### BRIEF
The data is to be reproduced in full and without error.

--- --- ---

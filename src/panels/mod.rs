pub mod home;
pub mod settings;
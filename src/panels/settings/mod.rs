//! Plain-text settings screen: the selection header, the chosen apps with
//! their move buttons, then every installed app.

use capy_home::AppRecord;
use capy_home::home::{reorder_controls, selection_header};

pub fn render(selected: &[AppRecord], catalog: &[AppRecord]) -> String {
    let mut out = format!("{}\n\n", selection_header(selected.len()));

    for (i, app) in selected.iter().enumerate() {
        let controls = reorder_controls(i, selected.len());
        let up = if controls.can_move_up { "↑" } else { " " };
        let down = if controls.can_move_down { "↓" } else { " " };
        out.push_str(&format!("{:>2}  {}{}  {}\n", i + 1, up, down, app.display_name()));
    }
    if !selected.is_empty() {
        out.push('\n');
    }

    for app in catalog {
        let mark = if app.is_selected { "x" } else { " " };
        out.push_str(&format!(
            "[{}] {} ({})\n",
            mark,
            app.display_name(),
            app.package_id
        ));
    }

    out
}
//! Protocol Constants
//!
//! All magic numbers and default configuration values for the Agora
//! governance protocol. Timing values mirror the deployment the protocol
//! was parameterized from: a short admission delay, a multi-day voting
//! window, and a mandatory review period before execution.

/// Token Metadata
pub mod token {
    /// Token name
    pub const NAME: &str = "Agora";
    /// Token symbol
    pub const SYMBOL: &str = "AGORA";
    /// Decimal places
    pub const DECIMALS: u8 = 8;
    /// One unit with decimals (1 AGORA = 100_000_000 base units)
    pub const ONE: u64 = 100_000_000;
}

/// Governance Timing & Thresholds
///
/// These are genesis values. `QUORUM_VOTES` in particular is only a
/// starting point: a successfully executed proposal may amend the live
/// quorum at runtime through `GovernanceConfig`.
pub mod governance {
    use super::time::SECONDS_PER_DAY;
    use super::token::ONE;

    /// Delay between proposal creation and the start of voting.
    /// Only long enough to keep creation and the first vote out of the
    /// same ledger step.
    pub const VOTING_DELAY: u64 = 75;

    /// Length of the voting window (3 days)
    pub const VOTING_PERIOD: u64 = 3 * SECONDS_PER_DAY;

    /// Mandatory review period between voting close and permitted
    /// execution (2 days)
    pub const EXECUTION_DELAY: u64 = 2 * SECONDS_PER_DAY;

    /// Minimum aggregate "for" weight for a proposal to succeed
    /// (25,000 AGORA)
    pub const QUORUM_VOTES: u64 = 25_000 * ONE;

    /// Minimum locked weight required to create a proposal (1,000 AGORA)
    pub const PROPOSAL_THRESHOLD: u64 = 1_000 * ONE;
}

/// Token Supply
pub mod supply {
    use super::token::ONE;

    /// Genesis supply (10M AGORA)
    pub const INITIAL_SUPPLY: u64 = 10_000_000 * ONE;

    /// Hard cap on total supply
    /// 100_000_000 * 100_000_000 = 10^16, far below u64::MAX, so vote
    /// tallies can never overflow a u64 even if every token votes.
    pub const MAX_SUPPLY: u64 = 100_000_000 * ONE;
}

/// Time-related constants
pub mod time {
    /// Seconds per hour
    pub const SECONDS_PER_HOUR: u64 = 3_600;

    /// Seconds per day
    pub const SECONDS_PER_DAY: u64 = 86_400;
}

--- --- ---

### COMPLETED EXERCISE
filename src/panels/mod.rs
pub mod home;
pub mod settings;
filename src/panels/settings/mod.rs
//! Plain-text settings screen: the selection header, the chosen apps with
//! their move buttons, then every installed app.

use capy_home::AppRecord;
use capy_home::home::{reorder_controls, selection_header};

pub fn render(selected: &[AppRecord], catalog: &[AppRecord]) -> String {
    let mut out = format!("{}\n\n", selection_header(selected.len()));

    for (i, app) in selected.iter().enumerate() {
        let controls = reorder_controls(i, selected.len());
        let up = if controls.can_move_up { "↑" } else { " " };
        let down = if controls.can_move_down { "↓" } else { " " };
        out.push_str(&format!("{:>2}  {}{}  {}\n", i + 1, up, down, app.display_name()));
    }
    if !selected.is_empty() {
        out.push('\n');
    }

    for app in catalog {
        let mark = if app.is_selected { "x" } else { " " };
        out.push_str(&format!(
            "[{}] {} ({})\n",
            mark,
            app.display_name(),
            app.package_id
        ));
    }

    out
}
//! Protocol Constants
//!
//! All magic numbers and default configuration values for the Agora
//! governance protocol. Timing values mirror the deployment the protocol
//! was parameterized from: a short admission delay, a multi-day voting
//! window, and a mandatory review period before execution.

/// Token Metadata
pub mod token {
    /// Token name
    pub const NAME: &str = "Agora";
    /// Token symbol
    pub const SYMBOL: &str = "AGORA";
    /// Decimal places
    pub const DECIMALS: u8 = 8;
    /// One unit with decimals (1 AGORA = 100_000_000 base units)
    pub const ONE: u64 = 100_000_000;
}

/// Governance Timing & Thresholds
///
/// These are genesis values. `QUORUM_VOTES` in particular is only a
/// starting point: a successfully executed proposal may amend the live
/// quorum at runtime through `GovernanceConfig`.
pub mod governance {
    use super::time::SECONDS_PER_DAY;
    use super::token::ONE;

    /// Delay between proposal creation and the start of voting.
    /// Only long enough to keep creation and the first vote out of the
    /// same ledger step.
    pub const VOTING_DELAY: u64 = 75;

    /// Length of the voting window (3 days)
    pub const VOTING_PERIOD: u64 = 3 * SECONDS_PER_DAY;

    /// Mandatory review period between voting close and permitted
    /// execution (2 days)
    pub const EXECUTION_DELAY: u64 = 2 * SECONDS_PER_DAY;

    /// Minimum aggregate "for" weight for a proposal to succeed
    /// (25,000 AGORA)
    pub const QUORUM_VOTES: u64 = 25_000 * ONE;

    /// Minimum locked weight required to create a proposal (1,000 AGORA)
    pub const PROPOSAL_THRESHOLD: u64 = 1_000 * ONE;
}

/// Token Supply
pub mod supply {
    use super::token::ONE;

    /// Genesis supply (10M AGORA)
    pub const INITIAL_SUPPLY: u64 = 10_000_000 * ONE;

    /// Hard cap on total supply
    /// 100_000_000 * 100_000_000 = 10^16, far below u64::MAX, so vote
    /// tallies can never overflow a u64 even if every token votes.
    pub const MAX_SUPPLY: u64 = 100_000_000 * ONE;
}

/// Time-related constants
pub mod time {
    /// Seconds per hour
    pub const SECONDS_PER_HOUR: u64 = 3_600;

    /// Seconds per day
    pub const SECONDS_PER_DAY: u64 = 86_400;
}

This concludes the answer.